Amid the 1980s farm crisis, desperate farmer, son murder ag lenders
MARSHALL, Minn. — Lincoln County, Minn., was home to some the most bizarre early outcroppings of the farm credit crisis as it unfolded in the Upper Midwest in the late 1970s and early 1980s.
Joseph Amato, a history professor emeritus and former dean of rural and regional studies at Southwest Minnesota State University in Marshall, wrote about it in two books — one about a famous Jerusalem artichoke Ponzi scheme and the other about the murder of two agricultural lenders in Ruthton, Minn.Ruthton murders
A failed farmer and his son lured a pair of ag bankers on Sept. 29, 1983, a few miles north of Ruthton, Minn., pretending to be potential buyers. The son shot them dead.
The case was covered extensively by the “locals” — the Worthington Globe and the Marshall County Independent newspapers — and also “outsider” publications including the New York Times, Amato said.
It was a shocking story: failed former farmer James Jenkins, 46, and his son Steven, 18, lured Rudolph “Rudy” Blythe, president and owner of the Buffalo Ridge State Bank of Ruthton, and his loan officer, Deems “Toby” Thulin, to a farmstead Jenkins had once inhabited.
The Jenkins duo fled to Paducah, Texas, near Lubbock, where James Jenkins later died by a shot from his own shotgun.
Steven turned himself in.Biting back
On Oct. 28, 1983, a grand jury charged Steven with murdering the bankers. He never took the stand but was convicted of bushwhacking the bankers, shooting one from a distance and and chasing them down.
Amato said the “bigger outside press” that seldom showed up in rural America often got the story wrong. There were three non-fiction books, including one by a New York Times writer. “People” magazine ran a story.
Jim Langman, a Starbuck, farmer and local president of AAM, said, “A farmer is a human being, and a human being is an animal; if you beat at him, poke at him, and take everything away from him, he’s going to turn and bite back,”
Amato wrote a detailed, more nuanced account in his book, “When Father and Son Conspire: A Minnesota Farm Murder,” published in 1988.
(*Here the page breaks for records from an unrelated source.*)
/// Configuration schema and defaults for scorecard.
///
/// Defines the TOML-serializable configuration structure with the sections
/// `[api]`, `[web]` and `[logging]`.
///
/// Every field has a built-in default. Users only need to set the values
/// they want to override.
use serde::{Deserialize, Serialize};

/// Default prediction service base URL.
pub const DEFAULT_BASE_URL: &str = "http://localhost:5000";

/// Default bind address of the local web host.
pub const DEFAULT_WEB_ADDR: &str = "127.0.0.1:8088";

/// Default client log location. `~` is expanded to the home directory.
pub const DEFAULT_LOG_PATH: &str = "~/.scorecard/client-log.jsonl";

// ---------------------------------------------------------------------------
// Top-level config
// ---------------------------------------------------------------------------

/// Top-level scorecard configuration.
///
/// Maps directly to the `~/.scorecard/config.toml` and `.scorecard.toml`
/// file schemas. All sections and fields are optional.
#[derive(Debug, Clone, Default, PartialEq, Serialize, Deserialize)]
#[serde(default)]
pub struct ScorecardConfig {
    pub api: ApiConfig,
    pub web: WebConfig,
    pub logging: LoggingConfig,
}

// ---------------------------------------------------------------------------
// [api]
// ---------------------------------------------------------------------------

/// Prediction service connection settings.
#[derive(Debug, Clone, PartialEq, Serialize, Deserialize)]
#[serde(default)]
pub struct ApiConfig {
    /// Base URL of the prediction service, without a trailing path.
    pub base_url: String,
    /// Request timeout in milliseconds. `0` waits for the service
    /// indefinitely.
    pub timeout_ms: u64,
}

impl Default for ApiConfig {
    fn default() -> Self {
        Self {
            base_url: DEFAULT_BASE_URL.to_string(),
            timeout_ms: 0,
        }
    }
}

// ---------------------------------------------------------------------------
// [web]
// ---------------------------------------------------------------------------

/// Local web host settings.
#[derive(Debug, Clone, PartialEq, Serialize, Deserialize)]
#[serde(default)]
pub struct WebConfig {
    /// Address the form page is served on.
    pub addr: String,
}

impl Default for WebConfig {
    fn default() -> Self {
        Self {
            addr: DEFAULT_WEB_ADDR.to_string(),
        }
    }
}

// ---------------------------------------------------------------------------
// [logging]
// ---------------------------------------------------------------------------

/// Client log settings.
#[derive(Debug, Clone, PartialEq, Serialize, Deserialize)]
#[serde(default)]
pub struct LoggingConfig {
    /// Whether console lines are appended to the log file.
    pub enabled: bool,
    /// Path to the log file. `~` is expanded to the home directory.
    pub path: String,
    /// Echo console lines to stderr.
    pub console: bool,
}

impl Default for LoggingConfig {
    fn default() -> Self {
        Self {
            enabled: true,
            path: DEFAULT_LOG_PATH.to_string(),
            console: true,
        }
    }
}

// ---------------------------------------------------------------------------
// Default TOML content
// ---------------------------------------------------------------------------

impl ScorecardConfig {
    /// Generate the annotated default TOML config file content.
    ///
    /// Used by `scorecard config init` to create a starting config file with
    /// all settings documented.
    pub fn default_toml() -> String {
        r#"# scorecard configuration
#
# Configuration hierarchy (highest precedence wins):
#   1. Environment variables (SCORECARD_*)
#   2. Project config (.scorecard.toml in current directory)
#   3. User global config (~/.scorecard/config.toml)
#   4. Built-in defaults

[api]
base_url = "http://localhost:5000"    # Prediction service
timeout_ms = 0                        # 0 = wait indefinitely

[web]
addr = "127.0.0.1:8088"               # scorecard serve

[logging]
enabled = true
path = "~/.scorecard/client-log.jsonl"
console = true                        # Echo console lines to stderr
"#
        .to_string()
    }
}

// ---------------------------------------------------------------------------
// Tests
// ---------------------------------------------------------------------------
Amato wrote that James was the only child of poor farmers. He’d quit school after 10th grade, married his wife Darlene and had a daughter and son.Family meltdown
After several failed ventures, Darlene left James in August 1980. She filed for divorce, alleging verbal abuse. She later remarried.
James complained to others that his wife may have been stepping out with an employer and even bank president Rudy Blythe.
James Jenkins quit the farm and illegally sold cattle that been collateral for a Buffalo Ridge Bank loan.
He filed for bankruptcy, owing $25,000. He started another dairy operation, but the barn burned. He started trucking in Ohio, then hitchhiked to Texas for labor and maintenance jobs at a school district. Steven quit school in 11th grade and joined his dad in Texas.
The loner and his son returned to Minnesota, slept on air mattresses and were refused loans and credit by cattle sellers, citing poor credit references from Buffalo Ridge Bank.
James had bought an M-1 rifle for his son, Steven, who “dressed like he was AWOL from the Army or the Marines,” as Amato puts it. One of James’ co-workers, a Vietnam veteran, taught the boy how to use it.Strange twists
Steven’s trial was judicial theater seldom seen in the area.
Defense attorney Allan “Swen” Anderson, a controversial, loud, profane trial lawyer from Granite Falls, took Steven’s case for free. Swen Anderson tried to earn money for a psychological examination of Steven by selling the story to a New York screenplay writer.
In a bizarre twist, Anderson kept Steven in his own home during the trial and in 1984 actually adopted the young man, which allowed the defendant to change his last name to Anderson. Steven’s mother (and her new husband) bankrolled Steven’s $150,000 bond.
Steven confessed to two charges and claimed he went with his father to “rob and scare” Blythe.
The jury found Steven guilty of first-degree premeditated killing of Blythe and second-degree intentional killing of Thulin. The judge sentenced him to life in prison for killing Blythe, and to 100 months for the murder of Thulin.
In late 1985, Anderson appealed the case to the Minnesota Supreme Court but was rejected. On Feb. 2, 1986, Anderson died of a heart attack. In May 1986, the U.S. Supreme Court let stand Steven’s conviction.
In 2000, Steven Anderson confessed to the murders in a television documentary, saying he had been convinced Blythe was the source of the family’s problems.
Tom Fabel, the prosecutor in the case, who helped get him on a path to parole. Steven (Jenkins) Anderson at age 49 was released on parole in May 2015. He will remain under supervision of the Hennepin County authorities for life.
This story has been updated to correct the age of Steven Anderson.